(Exercise details) Scan the listing below. Copy each line that contains "OperatorLiveness".

(Data supplied)
%%

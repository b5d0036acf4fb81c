//! Operator-set checks: failover depth, liveness and key custody for the
//! sequencer and proposer roles.

use std::collections::HashSet;

use warden_interface::{
    Category, FactModel, OperatorFacts, Outcome, RotationPolicy, Rule, RuleId, Severity,
};

use crate::catalog_id;
use crate::duration::human_duration;

/// The operator section of the snapshot a rule reads.
#[derive(Debug, Clone, Copy, PartialEq, Eq)]
pub enum OperatorRole {
    /// The transaction-ordering operator.
    Sequencer,
    /// The state-commitment operator.
    Proposer,
}

impl OperatorRole {
    fn facts<'a>(&self, facts: &'a FactModel) -> Option<&'a OperatorFacts> {
        match self {
            OperatorRole::Sequencer => facts.sequencer(),
            OperatorRole::Proposer => facts.proposer(),
        }
    }

    fn noun(&self) -> &'static str {
        match self {
            OperatorRole::Sequencer => "sequencer",
            OperatorRole::Proposer => "proposer",
        }
    }

    fn category(&self) -> Category {
        match self {
            OperatorRole::Sequencer => Category::Sequencing,
            OperatorRole::Proposer => Category::Proposing,
        }
    }
}

/// Fails when an operator set has no distinct, nonzero backup member.
///
/// A single-member set (or one padded with zero addresses or duplicates)
/// means the deployment halts the moment its only real operator does.
pub struct OperatorFailoverDefined {
    id: RuleId,
    role: OperatorRole,
}

impl OperatorFailoverDefined {
    /// Rule id: `<role-category>.failover-defined`.
    pub fn new(role: OperatorRole) -> Self {
        Self {
            id: catalog_id(role.category(), "failover-defined"),
            role,
        }
    }
}

impl Rule for OperatorFailoverDefined {
    fn id(&self) -> &RuleId {
        &self.id
    }

    fn title(&self) -> &str {
        "operator failover is configured"
    }

    fn category(&self) -> Category {
        self.role.category()
    }

    fn default_severity(&self) -> Severity {
        Severity::High
    }

    fn evaluate(&self, facts: &FactModel) -> Outcome {
        let operator = match self.role.facts(facts) {
            Some(operator) => operator,
            None => return Outcome::not_applicable(format!("{} facts absent", self.role.noun())),
        };
        let distinct: HashSet<_> = operator
            .members
            .iter()
            .filter(|member| !member.is_zero())
            .collect();
        if distinct.len() >= 2 {
            Outcome::Pass
        } else {
            Outcome::fail(format!(
                "{} set has no distinct nonzero backup member",
                self.role.noun()
            ))
        }
    }
}

/// Fails when an operator has been inactive for longer than the policy
/// tolerates.
pub struct OperatorLiveness {
    id: RuleId,
    role: OperatorRole,
    tolerance_secs: u64,
}

impl OperatorLiveness {
    /// Rule id: `<role-category>.liveness`.
    pub fn new(role: OperatorRole, tolerance_secs: u64) -> Self {
        Self {
            id: catalog_id(role.category(), "liveness"),
            role,
            tolerance_secs,
        }
    }
}

impl Rule for OperatorLiveness {
    fn id(&self) -> &RuleId {
        &self.id
    }

    fn title(&self) -> &str {
        "operator has acted recently"
    }

    fn category(&self) -> Category {
        self.role.category()
    }

    fn default_severity(&self) -> Severity {
        // A stalled sequencer freezes the chain outright; a stalled
        // proposer delays finalization.
        match self.role {
            OperatorRole::Sequencer => Severity::High,
            OperatorRole::Proposer => Severity::Medium,
        }
    }

    fn evaluate(&self, facts: &FactModel) -> Outcome {
        let noun = self.role.noun();
        let operator = match self.role.facts(facts) {
            Some(operator) => operator,
            None => return Outcome::not_applicable(format!("{} facts absent", noun)),
        };
        let last_active_at = match operator.last_active_at {
            Some(last_active_at) => last_active_at,
            None => {
                return Outcome::not_applicable(format!(
                    "no {} activity timestamp in snapshot",
                    noun
                ))
            }
        };
        let idle_secs = match facts.observed_at().checked_secs_since(last_active_at) {
            Some(idle_secs) => idle_secs,
            None => {
                return Outcome::inconclusive(format!(
                    "{} activity timestamp is ahead of the snapshot clock",
                    noun
                ))
            }
        };
        if idle_secs <= self.tolerance_secs {
            Outcome::Pass
        } else {
            Outcome::fail(format!(
                "{} has been inactive for {}, tolerance is {}",
                noun,
                human_duration(idle_secs),
                human_duration(self.tolerance_secs)
            ))
        }
    }
}

/// Fails when the sequencer declares no key rotation policy at all.
pub struct KeyRotationDeclared {
    id: RuleId,
}

impl KeyRotationDeclared {
    /// Rule id: `key-management.rotation-policy`.
    pub fn new() -> Self {
        Self {
            id: catalog_id(Category::KeyManagement, "rotation-policy"),
        }
    }
}

impl Default for KeyRotationDeclared {
    fn default() -> Self {
        Self::new()
    }
}

impl Rule for KeyRotationDeclared {
    fn id(&self) -> &RuleId {
        &self.id
    }

    fn title(&self) -> &str {
        "sequencer keys have a rotation policy"
    }

    fn category(&self) -> Category {
        Category::KeyManagement
    }

    fn default_severity(&self) -> Severity {
        Severity::Medium
    }

    fn evaluate(&self, facts: &FactModel) -> Outcome {
        let sequencer = match facts.sequencer() {
            Some(sequencer) => sequencer,
            None => return Outcome::not_applicable("sequencer facts absent"),
        };
        match sequencer.rotation {
            RotationPolicy::Unspecified => {
                Outcome::fail("no key rotation policy declared for the sequencer")
            }
            RotationPolicy::Manual | RotationPolicy::Automatic { .. } => Outcome::Pass,
        }
    }
}

#[cfg(test)]
mod tests {
    use warden_interface::mocks::{healthy_builder, mock_address, MOCK_OBSERVED_AT};
    use warden_interface::{Address, Timestamp};

    use super::*;

    fn operator(members: Vec<Address>, last_active_at: Option<u64>) -> OperatorFacts {
        OperatorFacts {
            members,
            rotation: RotationPolicy::Manual,
            last_active_at: last_active_at.map(Timestamp::from_secs),
        }
    }

    #[test]
    fn failover_passes_with_a_distinct_backup() {
        let facts = healthy_builder().build().unwrap();
        let rule = OperatorFailoverDefined::new(OperatorRole::Sequencer);
        assert_eq!(rule.id().as_str(), "sequencing.failover-defined");
        assert!(rule.evaluate(&facts).is_pass());
    }

    #[test]
    fn failover_fails_with_a_single_member() {
        let facts = healthy_builder()
            .sequencer(operator(vec![mock_address(0x11)], None))
            .build()
            .unwrap();
        let outcome = OperatorFailoverDefined::new(OperatorRole::Sequencer).evaluate(&facts);
        match outcome {
            Outcome::Fail(violation) => assert_eq!(
                violation.detail,
                "sequencer set has no distinct nonzero backup member"
            ),
            other => panic!("expected Fail, got {:?}", other),
        }
    }

    #[test]
    fn failover_ignores_zero_and_duplicate_padding() {
        let padded = healthy_builder()
            .sequencer(operator(
                vec![mock_address(0x11), Address::ZERO, mock_address(0x11)],
                None,
            ))
            .build()
            .unwrap();
        let rule = OperatorFailoverDefined::new(OperatorRole::Sequencer);
        assert!(!rule.evaluate(&padded).is_pass());
    }

    #[test]
    fn failover_is_not_applicable_without_the_section() {
        let facts = warden_interface::FactModel::builder(
            warden_interface::ChainId::new(1),
            MOCK_OBSERVED_AT,
        )
        .build()
        .unwrap();
        let outcome = OperatorFailoverDefined::new(OperatorRole::Proposer).evaluate(&facts);
        assert!(matches!(outcome, Outcome::NotApplicable(_)));
    }

    #[test]
    fn liveness_passes_when_recent() {
        let facts = healthy_builder().build().unwrap();
        let rule = OperatorLiveness::new(OperatorRole::Sequencer, 3_600);
        assert!(rule.evaluate(&facts).is_pass());
    }

    #[test]
    fn liveness_fails_when_stale() {
        let facts = healthy_builder()
            .sequencer(operator(
                vec![mock_address(0x11), mock_address(0x12)],
                Some(MOCK_OBSERVED_AT.secs() - 2 * 86_400),
            ))
            .build()
            .unwrap();
        let outcome = OperatorLiveness::new(OperatorRole::Sequencer, 3_600).evaluate(&facts);
        match outcome {
            Outcome::Fail(violation) => assert_eq!(
                violation.detail,
                "sequencer has been inactive for 2 days, tolerance is 1 hour"
            ),
            other => panic!("expected Fail, got {:?}", other),
        }
    }

    #[test]
    fn liveness_is_not_applicable_without_a_timestamp() {
        let facts = healthy_builder()
            .proposer(operator(vec![mock_address(0x13), mock_address(0x14)], None))
            .build()
            .unwrap();
        let outcome = OperatorLiveness::new(OperatorRole::Proposer, 3_600).evaluate(&facts);
        assert!(matches!(outcome, Outcome::NotApplicable(_)));
    }

    #[test]
    fn proposer_liveness_is_less_severe_than_sequencer() {
        assert_eq!(
            OperatorLiveness::new(OperatorRole::Sequencer, 1).default_severity(),
            Severity::High
        );
        assert_eq!(
            OperatorLiveness::new(OperatorRole::Proposer, 1).default_severity(),
            Severity::Medium
        );
    }

    #[test]
    fn rotation_policy_must_be_declared() {
        let undeclared = healthy_builder()
            .sequencer(OperatorFacts {
                members: vec![mock_address(0x11), mock_address(0x12)],
                rotation: RotationPolicy::Unspecified,
                last_active_at: None,
            })
            .build()
            .unwrap();
        let rule = KeyRotationDeclared::new();
        assert!(!rule.evaluate(&undeclared).is_pass());

        let declared = healthy_builder().build().unwrap();
        assert!(rule.evaluate(&declared).is_pass());
    }
}
//! Checks that cannot be answered from chain state and always ask for a
//! manual attestation.
//!
//! Documentation coverage, production testing, alerting and runbooks are
//! real review criteria, but nothing in a fact snapshot can decide them.
//! Each rule here surfaces an inconclusive finding in every report so the
//! area is never silently skipped.

use warden_interface::{Category, FactModel, Outcome, Rule, RuleId, Severity};

use crate::catalog_id;

/// A rule whose verdict always requires a human. Evaluation is total and
/// constant: it returns the same inconclusive prompt for every snapshot.
pub struct ManualAttestation {
    id: RuleId,
    title: &'static str,
    category: Category,
    severity: Severity,
    prompt: &'static str,
}

impl ManualAttestation {
    /// A rule with id `<category-slug>.<subcheck>` that asks `prompt` in
    /// every report.
    pub fn new(
        category: Category,
        subcheck: &str,
        title: &'static str,
        severity: Severity,
        prompt: &'static str,
    ) -> Self {
        Self {
            id: catalog_id(category, subcheck),
            title,
            category,
            severity,
            prompt,
        }
    }
}

impl Rule for ManualAttestation {
    fn id(&self) -> &RuleId {
        &self.id
    }

    fn title(&self) -> &str {
        self.title
    }

    fn category(&self) -> Category {
        self.category
    }

    fn default_severity(&self) -> Severity {
        self.severity
    }

    fn evaluate(&self, _facts: &FactModel) -> Outcome {
        Outcome::inconclusive(self.prompt)
    }
}

/// The attestation prompts every built-in registry carries.
pub fn builtin_attestations() -> Vec<ManualAttestation> {
    vec![
        ManualAttestation::new(
            Category::Monitoring,
            "alerting",
            "alerting covers the critical paths",
            Severity::Low,
            "confirm that sequencer halts, proof failures and bridge pauses page an operator",
        ),
        ManualAttestation::new(
            Category::IncidentResponse,
            "runbooks",
            "incident runbooks exist and are current",
            Severity::Low,
            "confirm that runbooks for sequencer failover and emergency upgrades exist and were rehearsed",
        ),
        ManualAttestation::new(
            Category::Documentation,
            "coverage",
            "published documentation matches the deployment",
            Severity::Info,
            "confirm that the published architecture documentation matches the deployed contracts",
        ),
        ManualAttestation::new(
            Category::Testing,
            "production-exposure",
            "the deployed code was tested before exposure",
            Severity::Low,
            "confirm that the deployed release passed a public testnet soak before mainnet exposure",
        ),
    ]
}

#[cfg(test)]
mod tests {
    use warden_interface::mocks::healthy_fact_model;

    use super::*;

    #[test]
    fn attestations_are_always_inconclusive() {
        let facts = healthy_fact_model();
        for rule in builtin_attestations() {
            match rule.evaluate(&facts) {
                Outcome::Inconclusive(reason) => {
                    assert!(reason.starts_with("confirm that"), "prompt: {}", reason)
                }
                other => panic!("{} returned {:?}", rule.id(), other),
            }
        }
    }

    #[test]
    fn attestation_ids_are_distinct() {
        let rules = builtin_attestations();
        let mut ids: Vec<_> = rules.iter().map(|rule| rule.id().clone()).collect();
        ids.sort();
        ids.dedup();
        assert_eq!(ids.len(), rules.len());
    }

    #[test]
    fn documentation_prompt_is_informational_only() {
        let docs = builtin_attestations()
            .into_iter()
            .find(|rule| rule.category() == Category::Documentation)
            .unwrap();
        assert_eq!(docs.default_severity(), Severity::Info);
    }
}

%%

(Exercise response)
pub struct OperatorLiveness {
impl OperatorLiveness {
impl Rule for OperatorLiveness {
        let rule = OperatorLiveness::new(OperatorRole::Sequencer, 3_600);
        let outcome = OperatorLiveness::new(OperatorRole::Sequencer, 3_600).evaluate(&facts);
        let outcome = OperatorLiveness::new(OperatorRole::Proposer, 3_600).evaluate(&facts);
            OperatorLiveness::new(OperatorRole::Sequencer, 1).default_severity(),
            OperatorLiveness::new(OperatorRole::Proposer, 1).default_severity(),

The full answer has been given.